• _Exercise objective_:
Every entry needs to be printed exactly, please.

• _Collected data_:

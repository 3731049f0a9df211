//! Time intervals and calendar-period boundaries in a fixed-offset zone.
//!
//! Boundaries are computed by converting the reference instant into the target
//! zone first and truncating there. `2024-04-03T23:30Z` therefore falls on
//! April 4th when the zone is `+09:00`.

use std::fmt;
use std::str::FromStr;

use chrono::{DateTime, Datelike, Days, FixedOffset, NaiveDate, NaiveTime, TimeZone};
use serde::{Deserialize, Serialize};

use crate::error::{EngineError, Result};

/// A half-open time interval `[start, end)`.
#[derive(Debug, Clone, Copy, PartialEq, Eq, Hash, Serialize, Deserialize)]
pub struct TimeInterval {
    pub start: DateTime<FixedOffset>,
    pub end: DateTime<FixedOffset>,
}

impl TimeInterval {
    /// Build an interval, rejecting empty or inverted ranges.
    pub fn new(start: DateTime<FixedOffset>, end: DateTime<FixedOffset>) -> Result<Self> {
        if start >= end {
            return Err(EngineError::InvalidInterval);
        }
        Ok(Self { start, end })
    }

    /// Two intervals overlap iff `a.start < b.end && b.start < a.end`.
    ///
    /// Touching endpoints (`a.end == b.start`) do not overlap.
    pub fn overlaps(&self, other: &TimeInterval) -> bool {
        self.start < other.end && other.start < self.end
    }

    pub fn duration(&self) -> chrono::Duration {
        self.end - self.start
    }
}

/// Calendar period granularity used by list queries.
#[derive(Debug, Clone, Copy, PartialEq, Eq, Hash, Serialize, Deserialize)]
#[serde(rename_all = "snake_case")]
pub enum PeriodKind {
    Day,
    Week,
    Month,
}

impl PeriodKind {
    pub fn as_str(&self) -> &'static str {
        match self {
            PeriodKind::Day => "day",
            PeriodKind::Week => "week",
            PeriodKind::Month => "month",
        }
    }
}

impl fmt::Display for PeriodKind {
    fn fmt(&self, f: &mut fmt::Formatter<'_>) -> fmt::Result {
        f.write_str(self.as_str())
    }
}

impl FromStr for PeriodKind {
    type Err = EngineError;

    fn from_str(s: &str) -> Result<Self> {
        match s.trim().to_ascii_lowercase().as_str() {
            "day" => Ok(PeriodKind::Day),
            "week" => Ok(PeriodKind::Week),
            "month" => Ok(PeriodKind::Month),
            other => Err(EngineError::InvalidPeriod(other.to_string())),
        }
    }
}

/// Compute the `[start, end)` window of the period containing `reference`.
///
/// - `Day`: local midnight through the next local midnight.
/// - `Week`: Monday 00:00 through the following Monday 00:00.
/// - `Month`: the 1st at 00:00 through the 1st of the next month at 00:00.
///
/// # Errors
/// Returns `EngineError::OutOfRange` if a boundary falls outside chrono's
/// representable dates.
pub fn period_range<Tz: TimeZone>(
    kind: PeriodKind,
    reference: &DateTime<Tz>,
    zone: FixedOffset,
) -> Result<TimeInterval> {
    let day = reference.with_timezone(&zone).date_naive();

    let (first, next) = match kind {
        PeriodKind::Day => (day, day.succ_opt().ok_or(EngineError::OutOfRange)?),
        PeriodKind::Week => {
            let back = Days::new(u64::from(day.weekday().num_days_from_monday()));
            let monday = day.checked_sub_days(back).ok_or(EngineError::OutOfRange)?;
            let next = monday
                .checked_add_days(Days::new(7))
                .ok_or(EngineError::OutOfRange)?;
            (monday, next)
        }
        PeriodKind::Month => {
            let first = day.with_day(1).ok_or(EngineError::OutOfRange)?;
            let next = if first.month() == 12 {
                NaiveDate::from_ymd_opt(first.year() + 1, 1, 1)
            } else {
                NaiveDate::from_ymd_opt(first.year(), first.month() + 1, 1)
            }
            .ok_or(EngineError::OutOfRange)?;
            (first, next)
        }
    };

    TimeInterval::new(local_midnight(first, zone)?, local_midnight(next, zone)?)
}

/// 00:00 of `date` in `zone`.
pub(crate) fn local_midnight(date: NaiveDate, zone: FixedOffset) -> Result<DateTime<FixedOffset>> {
    at_local_time(date, NaiveTime::MIN, zone)
}

pub(crate) fn at_local_time(
    date: NaiveDate,
    time: NaiveTime,
    zone: FixedOffset,
) -> Result<DateTime<FixedOffset>> {
    date.and_time(time)
        .and_local_timezone(zone)
        .single()
        .ok_or(EngineError::OutOfRange)
}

• _Expected output_:
repository 3731049f0a9df211
//! Time intervals and calendar-period boundaries in a fixed-offset zone.
//!
//! Boundaries are computed by converting the reference instant into the target
//! zone first and truncating there. `2024-04-03T23:30Z` therefore falls on
//! April 4th when the zone is `+09:00`.

use std::fmt;
use std::str::FromStr;

use chrono::{DateTime, Datelike, Days, FixedOffset, NaiveDate, NaiveTime, TimeZone};
use serde::{Deserialize, Serialize};

use crate::error::{EngineError, Result};

/// A half-open time interval `[start, end)`.
#[derive(Debug, Clone, Copy, PartialEq, Eq, Hash, Serialize, Deserialize)]
pub struct TimeInterval {
    pub start: DateTime<FixedOffset>,
    pub end: DateTime<FixedOffset>,
}

impl TimeInterval {
    /// Build an interval, rejecting empty or inverted ranges.
    pub fn new(start: DateTime<FixedOffset>, end: DateTime<FixedOffset>) -> Result<Self> {
        if start >= end {
            return Err(EngineError::InvalidInterval);
        }
        Ok(Self { start, end })
    }

    /// Two intervals overlap iff `a.start < b.end && b.start < a.end`.
    ///
    /// Touching endpoints (`a.end == b.start`) do not overlap.
    pub fn overlaps(&self, other: &TimeInterval) -> bool {
        self.start < other.end && other.start < self.end
    }

    pub fn duration(&self) -> chrono::Duration {
        self.end - self.start
    }
}

/// Calendar period granularity used by list queries.
#[derive(Debug, Clone, Copy, PartialEq, Eq, Hash, Serialize, Deserialize)]
#[serde(rename_all = "snake_case")]
pub enum PeriodKind {
    Day,
    Week,
    Month,
}

impl PeriodKind {
    pub fn as_str(&self) -> &'static str {
        match self {
            PeriodKind::Day => "day",
            PeriodKind::Week => "week",
            PeriodKind::Month => "month",
        }
    }
}

impl fmt::Display for PeriodKind {
    fn fmt(&self, f: &mut fmt::Formatter<'_>) -> fmt::Result {
        f.write_str(self.as_str())
    }
}

impl FromStr for PeriodKind {
    type Err = EngineError;

    fn from_str(s: &str) -> Result<Self> {
        match s.trim().to_ascii_lowercase().as_str() {
            "day" => Ok(PeriodKind::Day),
            "week" => Ok(PeriodKind::Week),
            "month" => Ok(PeriodKind::Month),
            other => Err(EngineError::InvalidPeriod(other.to_string())),
        }
    }
}

/// Compute the `[start, end)` window of the period containing `reference`.
///
/// - `Day`: local midnight through the next local midnight.
/// - `Week`: Monday 00:00 through the following Monday 00:00.
/// - `Month`: the 1st at 00:00 through the 1st of the next month at 00:00.
///
/// # Errors
/// Returns `EngineError::OutOfRange` if a boundary falls outside chrono's
/// representable dates.
pub fn period_range<Tz: TimeZone>(
    kind: PeriodKind,
    reference: &DateTime<Tz>,
    zone: FixedOffset,
) -> Result<TimeInterval> {
    let day = reference.with_timezone(&zone).date_naive();

    let (first, next) = match kind {
        PeriodKind::Day => (day, day.succ_opt().ok_or(EngineError::OutOfRange)?),
        PeriodKind::Week => {
            let back = Days::new(u64::from(day.weekday().num_days_from_monday()));
            let monday = day.checked_sub_days(back).ok_or(EngineError::OutOfRange)?;
            let next = monday
                .checked_add_days(Days::new(7))
                .ok_or(EngineError::OutOfRange)?;
            (monday, next)
        }
        PeriodKind::Month => {
            let first = day.with_day(1).ok_or(EngineError::OutOfRange)?;
            let next = if first.month() == 12 {
                NaiveDate::from_ymd_opt(first.year() + 1, 1, 1)
            } else {
                NaiveDate::from_ymd_opt(first.year(), first.month() + 1, 1)
            }
            .ok_or(EngineError::OutOfRange)?;
            (first, next)
        }
    };

    TimeInterval::new(local_midnight(first, zone)?, local_midnight(next, zone)?)
}

/// 00:00 of `date` in `zone`.
pub(crate) fn local_midnight(date: NaiveDate, zone: FixedOffset) -> Result<DateTime<FixedOffset>> {
    at_local_time(date, NaiveTime::MIN, zone)
}

pub(crate) fn at_local_time(
    date: NaiveDate,
    time: NaiveTime,
    zone: FixedOffset,
) -> Result<DateTime<FixedOffset>> {
    date.and_time(time)
        .and_local_timezone(zone)
        .single()
        .ok_or(EngineError::OutOfRange)
}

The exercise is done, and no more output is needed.